Audry's colleague Paul offers to watch Emily and look after Harry while she drives to meet the former patient. The man explains to Audry that his paranoia is a result of being watched or influenced by some otherworldly force. He warns her that someone will get hurt if she doesn't get Harry away from the island.
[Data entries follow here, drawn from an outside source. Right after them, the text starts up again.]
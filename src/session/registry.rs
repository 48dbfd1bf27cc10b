//! Connection registry - live connections and their subscription flags

use dashmap::DashMap;
use tokio::sync::broadcast;
use tracing::debug;
use uuid::Uuid;

use crate::ws::protocol::ServerMsg;

/// Outbound channel capacity per connection. A slow client lags and the
/// writer task skips the oldest messages rather than stalling the tick.
pub const OUTBOUND_BUFFER: usize = 64;

/// Per-connection bookkeeping. The transport owns the socket; the registry
/// only holds the outbound sender and the opt-in flags.
struct ConnectionEntry {
    outbound: broadcast::Sender<ServerMsg>,
    wants_game_data: bool,
    wants_project_data: bool,
}

/// Registry of live connections.
///
/// Mutation is serialized through the gateway task; the map is shared so
/// the health endpoint can read counts.
pub struct ConnectionRegistry {
    connections: DashMap<Uuid, ConnectionEntry>,
}

impl ConnectionRegistry {
    pub fn new() -> Self {
        Self {
            connections: DashMap::new(),
        }
    }

    /// Add a connection with all subscription flags off. Idempotent:
    /// re-registering an existing connection keeps its flags.
    pub fn register(&self, conn_id: Uuid, outbound: broadcast::Sender<ServerMsg>) {
        self.connections.entry(conn_id).or_insert(ConnectionEntry {
            outbound,
            wants_game_data: false,
            wants_project_data: false,
        });
    }

    /// Remove all trace of the connection. Returns false if it was
    /// already gone.
    pub fn unregister(&self, conn_id: Uuid) -> bool {
        self.connections.remove(&conn_id).is_some()
    }

    /// Flip the game data flag; unknown connections are a no-op since
    /// subscribe can race a disconnect.
    pub fn set_game_data(&self, conn_id: Uuid, enabled: bool) {
        if let Some(mut entry) = self.connections.get_mut(&conn_id) {
            entry.wants_game_data = enabled;
        }
    }

    pub fn set_project_data(&self, conn_id: Uuid, enabled: bool) {
        if let Some(mut entry) = self.connections.get_mut(&conn_id) {
            entry.wants_project_data = enabled;
        }
    }

    /// Current snapshot of game data subscribers, order unspecified.
    pub fn subscribed_to_game_data(&self) -> Vec<Uuid> {
        self.connections
            .iter()
            .filter(|e| e.wants_game_data)
            .map(|e| *e.key())
            .collect()
    }

    pub fn subscribed_to_project_data(&self) -> Vec<Uuid> {
        self.connections
            .iter()
            .filter(|e| e.wants_project_data)
            .map(|e| *e.key())
            .collect()
    }

    /// Push a message to one connection. Failures (connection gone, writer
    /// task dead) are logged and swallowed; the caller keeps going.
    pub fn send_to(&self, conn_id: Uuid, msg: ServerMsg) -> bool {
        match self.connections.get(&conn_id) {
            Some(entry) => match entry.outbound.send(msg) {
                Ok(_) => true,
                Err(_) => {
                    debug!(conn_id = %conn_id, "Outbound push failed, writer gone");
                    false
                }
            },
            None => {
                debug!(conn_id = %conn_id, "Push to unknown connection dropped");
                false
            }
        }
    }

    /// Fan a message out to every registered connection except `exclude`.
    pub fn broadcast_except(&self, exclude: Uuid, msg: &ServerMsg) {
        for entry in self.connections.iter() {
            if *entry.key() == exclude {
                continue;
            }
            if entry.outbound.send(msg.clone()).is_err() {
                debug!(conn_id = %entry.key(), "Fan-out push failed, writer gone");
            }
        }
    }

    pub fn contains(&self, conn_id: Uuid) -> bool {
        self.connections.contains_key(&conn_id)
    }

    pub fn len(&self) -> usize {
        self.connections.len()
    }

    pub fn is_empty(&self) -> bool {
        self.connections.is_empty()
    }
}

impl Default for ConnectionRegistry {
    fn default() -> Self {
        Self::new()
    }
}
While Audry is unsettled by the encounter and drives back to take the last ferry home, Harry resists yet another vision of his father telling him to take the "girl" (Emily), instead going for a nighttime drive where he narrowly avoids crashing into a female jogger. He then attempts to attack the woman but fails, and returns to the house. Audrey returns to find Paul knocked unconscious and hears Emily's screams as Harry abducts her onto the fishing boat. She manages to jump onto the vessel but is unable to reason with her psychotic brother, who again returns to the site of the disturbance. Audry barricades Emily and herself in the cabin of the boat; they soon experience a wailing sound and rattling as objects on the boat - along with Harry - start ascending into the sky again. Audry is carried into the sky as the cabin door gives way. The next morning, Emily is discovered alone in the cabin of the vessel by the local authorities. The movie ends with Audry being dropped into the ocean alive and treading water as a voiceover plays from an earlier scene where she describes to Emily why biologists justify taking certain individual fish out of their natural habitat to study them.

==Cast==
- Chris Sheffield as Harry
- Michaela McManus as Audry
- Neville Archambault as Tom
- Jim Cummings as Dale
- Jeremy Holm as Kurt
- Matilda Lawler as Emily
- Ryan O'Flanagan as Paul
- Willie C. Carpenter as Chief Rogers
- Heidi Neidermeyer as Jen

==Release==
The film premiered at the Fantasia International Film Festival on August 28, 2020.

It was then released on Netflix on March 11, 2021.

==Reception==
The Block Island Sound was met with critical acclaim. On Rotten Tomatoes the film has rating based on reviews.

Kalyn Corrigan of /Film gave the film an 8 out of 10. Michelle Swope of Dread Central awarded the film four stars out of five. Joe Lipsett of Bloody Disgusting awarded the film four skulls out of five.

J Hurtado of ScreenAnarchy gave the film a positive review and wrote, "If you're expecting a monster movie, you might be disappointed at the lack of blood and guts, but if you'll open your mind, The Block Island Sound just might scare the hell out of you."

Edward Guimont argued that while there are similarities to the work of H. P. Lovecraft, a closer parallel is Charles Fort's 1919 The Book of the Damned.